Il en résulte que la première condition requise pour qu’une théorie métaphysique soit désormais légitime, c’est de pouvoir toujours se retraduire en termes d’expérience, de pouvoir se ramènera cette analyse radicale de l’expérience et de la pensée dont nous avons parlé. La philosophie ne doit plus se construire avec de pures idées : être, non-être, unité, pluralité, substance, absolu, etc. La métaphysique transcendante se perdait dans les conceptions abstraites et dans les termes généraux.
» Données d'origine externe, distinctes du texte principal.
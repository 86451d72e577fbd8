use crate::value_objects::bar::OhlcBar;
use crate::value_objects::indicator_row::IndicatorRow;
use serde::Serialize;

pub mod rolling;

use rolling::{RollingRsi, RollingSma};

pub const SMA_WINDOWS: [usize; 3] = [5, 10, 20];
pub const RSI_PERIOD: usize = 14;

#[derive(Debug, Default, Clone, PartialEq, Eq, Serialize)]
pub struct PurgeReport {
    pub bars_in: usize,
    pub rows_out: usize,
    /// Rows where at least one indicator was not yet defined.
    pub insufficient_history: usize,
    /// Fully defined rows removed because volume fell versus the previous bar.
    pub negative_volume_diff: usize,
}

impl PurgeReport {
    pub fn purged(&self) -> usize {
        self.insufficient_history + self.negative_volume_diff
    }
}

/// Derived columns of one bar before purging; `None` means not yet defined.
#[derive(Debug, Clone, Copy, Default)]
struct DerivedColumns {
    ma5: Option<f64>,
    ma10: Option<f64>,
    ma20: Option<f64>,
    rsi14: Option<f64>,
    volume_diff: Option<f64>,
}

/// Computes SMA 5/10/20, RSI(14) and the volume delta over the full bar sequence, then purges.
///
/// Every column is computed before anything is removed, so a purged bar still feeds the
/// averages of the bars after it. Surviving rows get a dense `bar_index`.
pub fn compute_indicator_rows(bars: &[OhlcBar]) -> (Vec<IndicatorRow>, PurgeReport) {
    let [w5, w10, w20] = SMA_WINDOWS;
    let mut ma5 = RollingSma::new(w5);
    let mut ma10 = RollingSma::new(w10);
    let mut ma20 = RollingSma::new(w20);
    let mut rsi = RollingRsi::new(RSI_PERIOD);
    let mut prev_volume: Option<f64> = None;

    let derived: Vec<DerivedColumns> = bars
        .iter()
        .map(|bar| {
            let volume_diff = prev_volume.map(|prev| bar.volume_mean - prev);
            prev_volume = Some(bar.volume_mean);
            DerivedColumns {
                ma5: ma5.update(bar.close),
                ma10: ma10.update(bar.close),
                ma20: ma20.update(bar.close),
                rsi14: rsi.update(bar.close),
                volume_diff,
            }
        })
        .collect();

    let mut report = PurgeReport {
        bars_in: bars.len(),
        ..PurgeReport::default()
    };
    let mut rows = Vec::with_capacity(bars.len());

    for (bar, columns) in bars.iter().zip(derived) {
        let (Some(ma5), Some(ma10), Some(ma20), Some(rsi14), Some(volume_diff)) = (
            columns.ma5,
            columns.ma10,
            columns.ma20,
            columns.rsi14,
            columns.volume_diff,
        ) else {
            report.insufficient_history += 1;
            continue;
        };
        if volume_diff < 0.0 {
            report.negative_volume_diff += 1;
            continue;
        }

        rows.push(IndicatorRow {
            bar: bar.clone(),
            ma5,
            ma10,
            ma20,
            rsi14,
            volume_diff,
            bar_index: rows.len(),
        });
    }

    report.rows_out = rows.len();
    (rows, report)
}
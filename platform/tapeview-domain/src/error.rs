use thiserror::Error;

/// Structural breakage of the tick log. Always fatal for the cycle that hit it.
#[derive(Debug, Clone, PartialEq, Eq, Error)]
pub enum ParseError {
    #[error("tick log row {row}: expected {expected} columns, found {found}")]
    ColumnCount {
        row: u64,
        expected: usize,
        found: usize,
    },

    #[error("malformed tick log near row {row}: {message}")]
    Malformed { row: u64, message: String },
}

/// Errors surfaced by a [`TickLogRepository`](crate::repositories::tick_log::TickLogRepository) read.
#[derive(Debug, Clone, PartialEq, Eq, Error)]
pub enum TickLogError {
    #[error("failed to read tick log {path}: {message}")]
    Io { path: String, message: String },

    #[error(transparent)]
    Parse(#[from] ParseError),
}

impl TickLogError {
    /// Determine if the error must halt the orchestration cycle.
    ///
    /// Io errors are transient (the writer may not have created the file yet), so the
    /// next timer cycle acts as the retry.
    pub fn is_fatal(&self) -> bool {
        matches!(self, TickLogError::Parse(_))
    }
}

#[derive(Debug, Clone, PartialEq, Eq, Error)]
pub enum DomainError {
    #[error("bucket width must be > 0 seconds, got {0}")]
    InvalidBucketWidth(i64),

    #[error("tick log has {available} symbol groups, symbol group {requested} requested")]
    UnknownSymbolGroup { requested: usize, available: usize },
}
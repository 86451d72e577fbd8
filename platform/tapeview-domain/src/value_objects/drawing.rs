//! Backend-neutral drawing instructions handed to a render sink.
//!
//! Coordinates inside a panel are data coordinates except for [`TextAnchor`], which is
//! panel-relative in `[0,1]×[0,1]` with the origin at the bottom-left corner.

use serde::Serialize;

#[derive(Debug, Clone, Copy, PartialEq, Eq, Serialize)]
pub struct Rgb {
    pub r: u8,
    pub g: u8,
    pub b: u8,
}

impl Rgb {
    pub const fn new(r: u8, g: u8, b: u8) -> Self {
        Self { r, g, b }
    }
}

pub mod palette {
    use super::Rgb;

    pub const UP: Rgb = Rgb::new(0x18, 0xb8, 0x00);
    pub const DOWN: Rgb = Rgb::new(0xff, 0x35, 0x03);
    pub const TEXT: Rgb = Rgb::new(0xff, 0xff, 0xff);
    pub const LABEL: Rgb = Rgb::new(0xff, 0xbf, 0x00);
    pub const MA5: Rgb = Rgb::new(0xff, 0xc0, 0xcb);
    pub const MA10: Rgb = Rgb::new(0xff, 0xa5, 0x00);
    pub const MA20: Rgb = Rgb::new(0x08, 0xa0, 0xe9);
    pub const RSI: Rgb = Rgb::new(0x08, 0xa0, 0xe9);
    pub const REF_LOW: Rgb = Rgb::new(0x00, 0x80, 0x00);
    pub const REF_MID: Rgb = Rgb::new(0xff, 0xff, 0xff);
    pub const REF_HIGH: Rgb = Rgb::new(0xff, 0x00, 0x00);
}

#[derive(Debug, Clone, Copy, PartialEq, Eq, Hash, Serialize)]
#[serde(tag = "kind", content = "slot", rename_all = "lowercase")]
pub enum PanelId {
    Primary,
    /// Secondary symbol panel, 1..=6 in symbol order.
    Secondary(u8),
    Volume,
    Rsi,
}

impl PanelId {
    pub const SECONDARY_COUNT: u8 = 6;
    pub const COUNT: usize = 3 + Self::SECONDARY_COUNT as usize;

    pub fn all() -> [PanelId; Self::COUNT] {
        [
            PanelId::Primary,
            PanelId::Secondary(1),
            PanelId::Secondary(2),
            PanelId::Secondary(3),
            PanelId::Secondary(4),
            PanelId::Secondary(5),
            PanelId::Secondary(6),
            PanelId::Volume,
            PanelId::Rsi,
        ]
    }

    /// Stable slot index in `0..COUNT`, matching [`PanelId::all`].
    pub fn index(self) -> usize {
        match self {
            PanelId::Primary => 0,
            PanelId::Secondary(slot) => slot as usize,
            PanelId::Volume => 7,
            PanelId::Rsi => 8,
        }
    }

    pub fn title(self) -> String {
        match self {
            PanelId::Primary => "primary".to_string(),
            PanelId::Secondary(slot) => format!("secondary {slot}"),
            PanelId::Volume => "volume".to_string(),
            PanelId::Rsi => "rsi".to_string(),
        }
    }
}

#[derive(Debug, Clone, Copy, PartialEq, Serialize)]
pub struct Candle {
    pub x: f64,
    pub open: f64,
    pub high: f64,
    pub low: f64,
    pub close: f64,
}

#[derive(Debug, Clone, Copy, PartialEq, Serialize)]
pub struct DivergingBar {
    pub x: f64,
    pub value: f64,
    pub color: Rgb,
}

#[derive(Debug, Clone, Copy, PartialEq, Serialize)]
pub struct TextAnchor {
    pub x: f64,
    pub y: f64,
}

#[derive(Debug, Clone, Copy, PartialEq, Eq, Serialize)]
#[serde(rename_all = "lowercase")]
pub enum HAlign {
    Left,
    Center,
    Right,
}

#[derive(Debug, Clone, PartialEq, Serialize)]
pub struct LegendEntry {
    pub label: String,
    pub color: Rgb,
}

#[derive(Debug, Clone, PartialEq, Serialize)]
#[serde(tag = "type", rename_all = "snake_case")]
pub enum Primitive {
    Candles {
        candles: Vec<Candle>,
        width: f64,
        up: Rgb,
        down: Rgb,
    },
    Line {
        points: Vec<(f64, f64)>,
        color: Rgb,
        label: Option<String>,
    },
    Bars {
        bars: Vec<DivergingBar>,
        width: f64,
    },
    HLine {
        y: f64,
        color: Rgb,
    },
    Text {
        anchor: TextAnchor,
        text: String,
        color: Rgb,
        align: HAlign,
        bold: bool,
    },
    Legend {
        entries: Vec<LegendEntry>,
    },
}

#[derive(Debug, Clone, PartialEq, Serialize)]
pub struct AxisLabel {
    pub x: f64,
    pub text: String,
}

#[derive(Debug, Clone, PartialEq, Serialize)]
pub struct Axes {
    /// `None` lets the sink autoscale from the panel's data.
    pub x_limits: Option<[f64; 2]>,
    pub y_limits: Option<[f64; 2]>,
    pub x_labels: Vec<AxisLabel>,
    pub show_x: bool,
    pub show_y: bool,
    pub grid: bool,
}

impl Default for Axes {
    fn default() -> Self {
        Self {
            x_limits: None,
            y_limits: None,
            x_labels: Vec::new(),
            show_x: true,
            show_y: true,
            grid: false,
        }
    }
}

/// Everything a sink needs to redraw one panel from scratch.
#[derive(Debug, Clone, PartialEq, Serialize)]
pub struct PanelDrawing {
    pub id: PanelId,
    pub axes: Axes,
    pub primitives: Vec<Primitive>,
}

impl PanelDrawing {
    pub fn new(id: PanelId) -> Self {
        Self {
            id,
            axes: Axes::default(),
            primitives: Vec::new(),
        }
    }

    pub fn push(&mut self, primitive: Primitive) {
        self.primitives.push(primitive);
    }

    pub fn texts(&self) -> impl Iterator<Item = &str> {
        self.primitives.iter().filter_map(|p| match p {
            Primitive::Text { text, .. } => Some(text.as_str()),
            _ => None,
        })
    }

    /// Data extent over every data-space primitive, as `([x_min, x_max], [y_min, y_max])`.
    pub fn data_extent(&self) -> Option<([f64; 2], [f64; 2])> {
        let mut xs = Extent::default();
        let mut ys = Extent::default();
        for primitive in &self.primitives {
            match primitive {
                Primitive::Candles { candles, .. } => {
                    for c in candles {
                        xs.add(c.x);
                        ys.add(c.low);
                        ys.add(c.high);
                    }
                }
                Primitive::Line { points, .. } => {
                    for (x, y) in points {
                        xs.add(*x);
                        ys.add(*y);
                    }
                }
                Primitive::Bars { bars, .. } => {
                    for bar in bars {
                        xs.add(bar.x);
                        ys.add(0.0);
                        ys.add(bar.value);
                    }
                }
                Primitive::HLine { y, .. } => ys.add(*y),
                Primitive::Text { .. } | Primitive::Legend { .. } => {}
            }
        }
        Some((xs.get()?, ys.get()?))
    }
}

#[derive(Default)]
struct Extent {
    bounds: Option<[f64; 2]>,
}

impl Extent {
    fn add(&mut self, value: f64) {
        if !value.is_finite() {
            return;
        }
        self.bounds = Some(match self.bounds {
            None => [value, value],
            Some([lo, hi]) => [lo.min(value), hi.max(value)],
        });
    }

    fn get(&self) -> Option<[f64; 2]> {
        self.bounds
    }
}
L’effet des longues manipulations et transformations qu’elle leur faisait subir, c’était de leur retrancher graduellement tout contenu réel et de les rendre à la fin intraduisibles en aucun fait d’expérience. On arrivait ainsi à cet étrange résultat : étant donnés un monde physique et même des consciences individuelles, les déduire d’idées abstraites ou de noms généraux. C’est comme si on voulait, du nombre cinq, tirer une fleur réelle à cinq pétales, une églantine. De là ces luttes interminables entre les systèmes. On pourfendait des ombres, toujours transpercées et toujours reformées, dans le « Walhalla » métaphysique.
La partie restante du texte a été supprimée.